Stored data
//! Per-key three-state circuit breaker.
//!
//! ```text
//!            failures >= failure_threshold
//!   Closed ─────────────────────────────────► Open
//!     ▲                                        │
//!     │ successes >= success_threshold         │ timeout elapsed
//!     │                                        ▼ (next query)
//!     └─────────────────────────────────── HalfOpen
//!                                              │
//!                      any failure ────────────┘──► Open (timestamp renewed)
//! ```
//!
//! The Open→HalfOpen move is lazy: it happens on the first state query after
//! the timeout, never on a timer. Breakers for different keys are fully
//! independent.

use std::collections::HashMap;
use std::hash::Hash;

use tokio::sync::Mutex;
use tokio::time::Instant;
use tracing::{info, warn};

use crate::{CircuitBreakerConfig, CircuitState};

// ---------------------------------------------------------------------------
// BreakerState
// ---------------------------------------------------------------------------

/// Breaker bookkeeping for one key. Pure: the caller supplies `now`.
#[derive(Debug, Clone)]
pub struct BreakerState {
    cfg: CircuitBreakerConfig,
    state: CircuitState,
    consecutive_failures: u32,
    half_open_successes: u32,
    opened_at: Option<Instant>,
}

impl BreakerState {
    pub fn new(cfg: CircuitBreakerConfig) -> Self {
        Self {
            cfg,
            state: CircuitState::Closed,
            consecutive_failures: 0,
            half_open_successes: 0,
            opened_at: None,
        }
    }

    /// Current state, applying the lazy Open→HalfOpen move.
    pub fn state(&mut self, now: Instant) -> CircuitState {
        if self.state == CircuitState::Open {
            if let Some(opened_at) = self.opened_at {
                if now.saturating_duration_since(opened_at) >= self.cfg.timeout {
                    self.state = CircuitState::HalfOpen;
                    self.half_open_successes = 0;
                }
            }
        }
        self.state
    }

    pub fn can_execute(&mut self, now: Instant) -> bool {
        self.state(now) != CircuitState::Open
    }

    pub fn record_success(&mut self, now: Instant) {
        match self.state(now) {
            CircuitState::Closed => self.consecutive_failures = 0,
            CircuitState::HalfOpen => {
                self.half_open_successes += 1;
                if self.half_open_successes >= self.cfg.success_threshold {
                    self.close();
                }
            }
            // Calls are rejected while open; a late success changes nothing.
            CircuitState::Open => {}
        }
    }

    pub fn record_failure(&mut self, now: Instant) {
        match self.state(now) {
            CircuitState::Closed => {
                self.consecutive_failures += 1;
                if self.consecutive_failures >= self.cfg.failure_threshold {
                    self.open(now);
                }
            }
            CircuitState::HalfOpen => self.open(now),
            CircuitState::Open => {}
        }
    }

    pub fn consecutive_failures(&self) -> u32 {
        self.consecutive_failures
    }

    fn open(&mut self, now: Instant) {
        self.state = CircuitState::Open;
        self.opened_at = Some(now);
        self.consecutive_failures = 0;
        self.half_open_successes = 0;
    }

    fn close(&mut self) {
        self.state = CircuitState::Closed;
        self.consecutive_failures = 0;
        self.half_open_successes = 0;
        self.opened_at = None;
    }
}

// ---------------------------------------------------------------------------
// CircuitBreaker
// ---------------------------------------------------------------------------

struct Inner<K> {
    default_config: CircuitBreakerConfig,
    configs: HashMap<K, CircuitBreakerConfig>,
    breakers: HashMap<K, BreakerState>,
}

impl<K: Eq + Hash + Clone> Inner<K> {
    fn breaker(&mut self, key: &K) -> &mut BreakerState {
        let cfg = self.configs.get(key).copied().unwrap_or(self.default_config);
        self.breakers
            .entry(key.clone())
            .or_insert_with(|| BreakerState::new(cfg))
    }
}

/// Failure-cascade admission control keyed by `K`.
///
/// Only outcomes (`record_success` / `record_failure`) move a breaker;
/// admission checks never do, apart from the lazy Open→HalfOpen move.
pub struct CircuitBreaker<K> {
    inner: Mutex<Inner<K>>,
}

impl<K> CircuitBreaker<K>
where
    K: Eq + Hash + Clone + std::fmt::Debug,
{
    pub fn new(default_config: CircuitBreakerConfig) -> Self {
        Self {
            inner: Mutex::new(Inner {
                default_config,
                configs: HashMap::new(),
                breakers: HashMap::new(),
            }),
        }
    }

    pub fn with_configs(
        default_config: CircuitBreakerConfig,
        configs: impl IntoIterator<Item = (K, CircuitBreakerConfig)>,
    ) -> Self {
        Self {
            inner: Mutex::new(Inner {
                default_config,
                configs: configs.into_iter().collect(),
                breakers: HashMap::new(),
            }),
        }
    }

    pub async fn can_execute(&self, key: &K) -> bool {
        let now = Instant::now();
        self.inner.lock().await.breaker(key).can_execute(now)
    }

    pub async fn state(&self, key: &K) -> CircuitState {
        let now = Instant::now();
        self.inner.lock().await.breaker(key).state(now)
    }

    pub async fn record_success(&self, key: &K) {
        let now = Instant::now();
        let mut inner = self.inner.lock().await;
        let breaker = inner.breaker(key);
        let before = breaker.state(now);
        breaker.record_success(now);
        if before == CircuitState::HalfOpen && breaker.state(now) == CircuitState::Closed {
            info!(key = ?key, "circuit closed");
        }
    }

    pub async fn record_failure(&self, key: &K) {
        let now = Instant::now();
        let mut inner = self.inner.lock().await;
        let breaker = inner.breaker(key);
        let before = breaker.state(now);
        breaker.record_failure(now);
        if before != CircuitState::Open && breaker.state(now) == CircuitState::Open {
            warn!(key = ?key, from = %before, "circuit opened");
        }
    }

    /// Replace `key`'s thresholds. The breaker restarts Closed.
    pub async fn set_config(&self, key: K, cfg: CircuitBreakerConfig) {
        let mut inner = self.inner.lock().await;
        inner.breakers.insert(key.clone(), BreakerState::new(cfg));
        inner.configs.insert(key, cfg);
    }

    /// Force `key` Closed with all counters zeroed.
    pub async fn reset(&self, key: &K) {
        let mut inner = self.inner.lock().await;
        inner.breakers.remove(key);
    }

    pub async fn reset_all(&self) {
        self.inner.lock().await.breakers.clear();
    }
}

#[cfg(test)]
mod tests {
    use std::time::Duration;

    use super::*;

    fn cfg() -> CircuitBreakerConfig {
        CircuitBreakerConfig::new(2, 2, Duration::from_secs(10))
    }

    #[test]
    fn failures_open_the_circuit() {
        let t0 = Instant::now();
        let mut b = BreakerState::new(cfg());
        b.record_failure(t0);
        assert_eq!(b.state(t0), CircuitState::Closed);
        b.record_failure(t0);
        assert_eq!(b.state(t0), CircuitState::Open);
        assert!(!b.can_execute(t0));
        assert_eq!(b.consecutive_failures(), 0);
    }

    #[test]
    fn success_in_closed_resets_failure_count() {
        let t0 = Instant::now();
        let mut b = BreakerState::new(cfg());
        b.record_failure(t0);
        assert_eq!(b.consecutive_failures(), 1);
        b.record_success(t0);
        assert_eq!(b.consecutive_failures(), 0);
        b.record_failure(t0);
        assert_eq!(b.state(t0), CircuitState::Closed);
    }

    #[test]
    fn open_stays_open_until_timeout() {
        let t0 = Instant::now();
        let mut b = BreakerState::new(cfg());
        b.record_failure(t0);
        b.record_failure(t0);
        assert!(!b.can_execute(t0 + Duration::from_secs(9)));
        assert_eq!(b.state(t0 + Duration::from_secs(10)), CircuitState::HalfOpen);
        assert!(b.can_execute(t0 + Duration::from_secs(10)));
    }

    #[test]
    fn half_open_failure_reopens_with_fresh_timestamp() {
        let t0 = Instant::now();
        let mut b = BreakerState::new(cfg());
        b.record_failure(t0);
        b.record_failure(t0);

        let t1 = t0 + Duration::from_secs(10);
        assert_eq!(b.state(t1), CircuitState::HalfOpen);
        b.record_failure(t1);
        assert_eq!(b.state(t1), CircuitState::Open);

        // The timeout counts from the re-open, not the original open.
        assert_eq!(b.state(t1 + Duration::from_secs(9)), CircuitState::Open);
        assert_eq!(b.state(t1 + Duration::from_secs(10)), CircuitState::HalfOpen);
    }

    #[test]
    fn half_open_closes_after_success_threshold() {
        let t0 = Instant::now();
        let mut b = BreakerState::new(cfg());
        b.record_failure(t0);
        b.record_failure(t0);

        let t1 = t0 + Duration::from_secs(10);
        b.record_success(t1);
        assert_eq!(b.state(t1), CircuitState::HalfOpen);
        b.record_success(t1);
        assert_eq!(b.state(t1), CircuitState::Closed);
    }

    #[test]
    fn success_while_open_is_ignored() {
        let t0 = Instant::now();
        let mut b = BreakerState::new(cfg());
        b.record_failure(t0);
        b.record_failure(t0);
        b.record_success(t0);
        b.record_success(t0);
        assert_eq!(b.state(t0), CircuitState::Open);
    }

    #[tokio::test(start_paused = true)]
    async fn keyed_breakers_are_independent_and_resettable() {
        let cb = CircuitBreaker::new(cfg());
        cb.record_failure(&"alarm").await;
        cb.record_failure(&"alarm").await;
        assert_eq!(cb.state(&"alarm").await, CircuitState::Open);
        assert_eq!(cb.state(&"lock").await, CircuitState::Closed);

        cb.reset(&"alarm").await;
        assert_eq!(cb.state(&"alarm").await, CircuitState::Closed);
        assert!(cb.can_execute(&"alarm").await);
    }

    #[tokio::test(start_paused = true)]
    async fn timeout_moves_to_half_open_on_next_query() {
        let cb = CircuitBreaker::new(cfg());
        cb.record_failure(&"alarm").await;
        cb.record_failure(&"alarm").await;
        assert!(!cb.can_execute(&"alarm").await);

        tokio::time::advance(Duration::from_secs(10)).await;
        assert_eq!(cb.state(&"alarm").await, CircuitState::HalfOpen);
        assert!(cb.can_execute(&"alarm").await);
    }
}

### WORK ORDER
Please say how many lines in the records above contain the string "impl", giving no other words.

### ANSWER SECTION
4